*EXERCISE DIRECTIONS*
Every record below must be returned exactly as it was received.

*SUPPLIED RECORDS*
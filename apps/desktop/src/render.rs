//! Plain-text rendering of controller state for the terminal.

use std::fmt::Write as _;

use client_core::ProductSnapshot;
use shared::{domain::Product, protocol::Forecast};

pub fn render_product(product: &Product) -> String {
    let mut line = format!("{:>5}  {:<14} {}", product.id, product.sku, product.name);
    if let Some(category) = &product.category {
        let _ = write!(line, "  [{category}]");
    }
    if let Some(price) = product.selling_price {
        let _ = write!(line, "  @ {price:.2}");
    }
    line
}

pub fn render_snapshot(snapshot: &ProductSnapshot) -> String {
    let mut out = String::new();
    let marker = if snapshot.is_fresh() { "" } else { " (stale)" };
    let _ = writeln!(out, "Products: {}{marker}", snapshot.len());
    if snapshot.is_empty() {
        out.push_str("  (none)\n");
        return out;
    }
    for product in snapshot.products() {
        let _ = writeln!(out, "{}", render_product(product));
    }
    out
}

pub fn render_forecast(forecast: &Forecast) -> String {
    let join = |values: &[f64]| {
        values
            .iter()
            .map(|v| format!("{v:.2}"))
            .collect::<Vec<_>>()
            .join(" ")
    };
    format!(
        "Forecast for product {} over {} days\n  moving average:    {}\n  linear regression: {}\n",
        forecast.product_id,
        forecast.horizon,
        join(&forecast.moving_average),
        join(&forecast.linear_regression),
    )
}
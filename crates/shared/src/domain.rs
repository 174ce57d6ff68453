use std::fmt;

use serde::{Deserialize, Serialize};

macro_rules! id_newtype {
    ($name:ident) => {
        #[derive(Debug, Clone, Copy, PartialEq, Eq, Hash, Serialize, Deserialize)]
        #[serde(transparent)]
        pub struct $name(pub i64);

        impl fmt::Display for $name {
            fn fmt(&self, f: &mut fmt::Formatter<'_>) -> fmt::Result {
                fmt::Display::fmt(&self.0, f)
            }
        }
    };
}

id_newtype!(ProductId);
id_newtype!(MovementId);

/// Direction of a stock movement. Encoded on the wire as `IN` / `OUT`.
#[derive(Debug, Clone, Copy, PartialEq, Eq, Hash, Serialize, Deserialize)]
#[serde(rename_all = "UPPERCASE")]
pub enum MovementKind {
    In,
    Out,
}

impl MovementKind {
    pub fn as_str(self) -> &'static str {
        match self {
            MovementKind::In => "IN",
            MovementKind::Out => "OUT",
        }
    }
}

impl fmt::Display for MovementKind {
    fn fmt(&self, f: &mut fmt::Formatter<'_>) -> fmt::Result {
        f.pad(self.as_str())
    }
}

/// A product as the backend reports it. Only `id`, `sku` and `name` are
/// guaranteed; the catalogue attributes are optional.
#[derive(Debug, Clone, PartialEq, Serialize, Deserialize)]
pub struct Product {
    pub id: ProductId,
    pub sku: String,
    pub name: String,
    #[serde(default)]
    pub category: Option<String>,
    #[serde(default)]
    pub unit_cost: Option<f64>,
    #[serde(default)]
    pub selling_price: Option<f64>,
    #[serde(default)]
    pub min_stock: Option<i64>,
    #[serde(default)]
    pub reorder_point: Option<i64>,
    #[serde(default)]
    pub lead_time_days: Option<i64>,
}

*EXERCISE OUTPUT*
filename apps/desktop/src/render.rs
//! Plain-text rendering of controller state for the terminal.

use std::fmt::Write as _;

use client_core::ProductSnapshot;
use shared::{domain::Product, protocol::Forecast};

pub fn render_product(product: &Product) -> String {
    let mut line = format!("{:>5}  {:<14} {}", product.id, product.sku, product.name);
    if let Some(category) = &product.category {
        let _ = write!(line, "  [{category}]");
    }
    if let Some(price) = product.selling_price {
        let _ = write!(line, "  @ {price:.2}");
    }
    line
}

pub fn render_snapshot(snapshot: &ProductSnapshot) -> String {
    let mut out = String::new();
    let marker = if snapshot.is_fresh() { "" } else { " (stale)" };
    let _ = writeln!(out, "Products: {}{marker}", snapshot.len());
    if snapshot.is_empty() {
        out.push_str("  (none)\n");
        return out;
    }
    for product in snapshot.products() {
        let _ = writeln!(out, "{}", render_product(product));
    }
    out
}

pub fn render_forecast(forecast: &Forecast) -> String {
    let join = |values: &[f64]| {
        values
            .iter()
            .map(|v| format!("{v:.2}"))
            .collect::<Vec<_>>()
            .join(" ")
    };
    format!(
        "Forecast for product {} over {} days\n  moving average:    {}\n  linear regression: {}\n",
        forecast.product_id,
        forecast.horizon,
        join(&forecast.moving_average),
        join(&forecast.linear_regression),
    )
}
filename crates/shared/src/domain.rs
repository 174ce57d6ff68453
use std::fmt;

use serde::{Deserialize, Serialize};

macro_rules! id_newtype {
    ($name:ident) => {
        #[derive(Debug, Clone, Copy, PartialEq, Eq, Hash, Serialize, Deserialize)]
        #[serde(transparent)]
        pub struct $name(pub i64);

        impl fmt::Display for $name {
            fn fmt(&self, f: &mut fmt::Formatter<'_>) -> fmt::Result {
                fmt::Display::fmt(&self.0, f)
            }
        }
    };
}

id_newtype!(ProductId);
id_newtype!(MovementId);

/// Direction of a stock movement. Encoded on the wire as `IN` / `OUT`.
#[derive(Debug, Clone, Copy, PartialEq, Eq, Hash, Serialize, Deserialize)]
#[serde(rename_all = "UPPERCASE")]
pub enum MovementKind {
    In,
    Out,
}

impl MovementKind {
    pub fn as_str(self) -> &'static str {
        match self {
            MovementKind::In => "IN",
            MovementKind::Out => "OUT",
        }
    }
}

impl fmt::Display for MovementKind {
    fn fmt(&self, f: &mut fmt::Formatter<'_>) -> fmt::Result {
        f.pad(self.as_str())
    }
}

/// A product as the backend reports it. Only `id`, `sku` and `name` are
/// guaranteed; the catalogue attributes are optional.
#[derive(Debug, Clone, PartialEq, Serialize, Deserialize)]
pub struct Product {
    pub id: ProductId,
    pub sku: String,
    pub name: String,
    #[serde(default)]
    pub category: Option<String>,
    #[serde(default)]
    pub unit_cost: Option<f64>,
    #[serde(default)]
    pub selling_price: Option<f64>,
    #[serde(default)]
    pub min_stock: Option<i64>,
    #[serde(default)]
    pub reorder_point: Option<i64>,
    #[serde(default)]
    pub lead_time_days: Option<i64>,
}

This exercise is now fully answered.